▶ **Exercise objective**
Wherever the word "super" appears in a line of the data, that line should be copied.

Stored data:

■ ■ ■

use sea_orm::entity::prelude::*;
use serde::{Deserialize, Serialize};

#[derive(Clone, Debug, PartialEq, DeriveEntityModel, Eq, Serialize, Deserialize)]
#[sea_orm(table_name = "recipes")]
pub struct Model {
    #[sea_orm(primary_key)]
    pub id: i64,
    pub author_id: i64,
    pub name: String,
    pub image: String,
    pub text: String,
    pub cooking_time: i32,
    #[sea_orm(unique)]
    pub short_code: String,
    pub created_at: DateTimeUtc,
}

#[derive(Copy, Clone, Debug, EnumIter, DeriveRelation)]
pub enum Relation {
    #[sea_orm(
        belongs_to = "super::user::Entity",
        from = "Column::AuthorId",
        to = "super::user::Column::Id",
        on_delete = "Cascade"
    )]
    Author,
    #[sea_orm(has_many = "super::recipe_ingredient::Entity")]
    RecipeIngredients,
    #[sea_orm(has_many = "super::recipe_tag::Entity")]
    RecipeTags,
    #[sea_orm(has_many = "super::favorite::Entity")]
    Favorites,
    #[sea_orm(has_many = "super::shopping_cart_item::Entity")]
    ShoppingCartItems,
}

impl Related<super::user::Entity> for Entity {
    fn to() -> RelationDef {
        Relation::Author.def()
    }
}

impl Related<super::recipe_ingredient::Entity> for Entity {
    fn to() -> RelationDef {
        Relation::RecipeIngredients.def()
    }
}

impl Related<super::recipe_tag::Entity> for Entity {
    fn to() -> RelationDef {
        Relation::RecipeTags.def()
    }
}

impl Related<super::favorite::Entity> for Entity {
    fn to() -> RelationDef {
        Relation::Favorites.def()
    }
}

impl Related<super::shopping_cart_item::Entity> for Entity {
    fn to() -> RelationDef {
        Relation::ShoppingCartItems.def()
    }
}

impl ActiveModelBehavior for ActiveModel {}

■ ■ ■

▶ **Response area**
        belongs_to = "super::user::Entity",
        to = "super::user::Column::Id",
    #[sea_orm(has_many = "super::recipe_ingredient::Entity")]
    #[sea_orm(has_many = "super::recipe_tag::Entity")]
    #[sea_orm(has_many = "super::favorite::Entity")]
    #[sea_orm(has_many = "super::shopping_cart_item::Entity")]
impl Related<super::user::Entity> for Entity {
impl Related<super::recipe_ingredient::Entity> for Entity {
impl Related<super::recipe_tag::Entity> for Entity {
impl Related<super::favorite::Entity> for Entity {
impl Related<super::shopping_cart_item::Entity> for Entity {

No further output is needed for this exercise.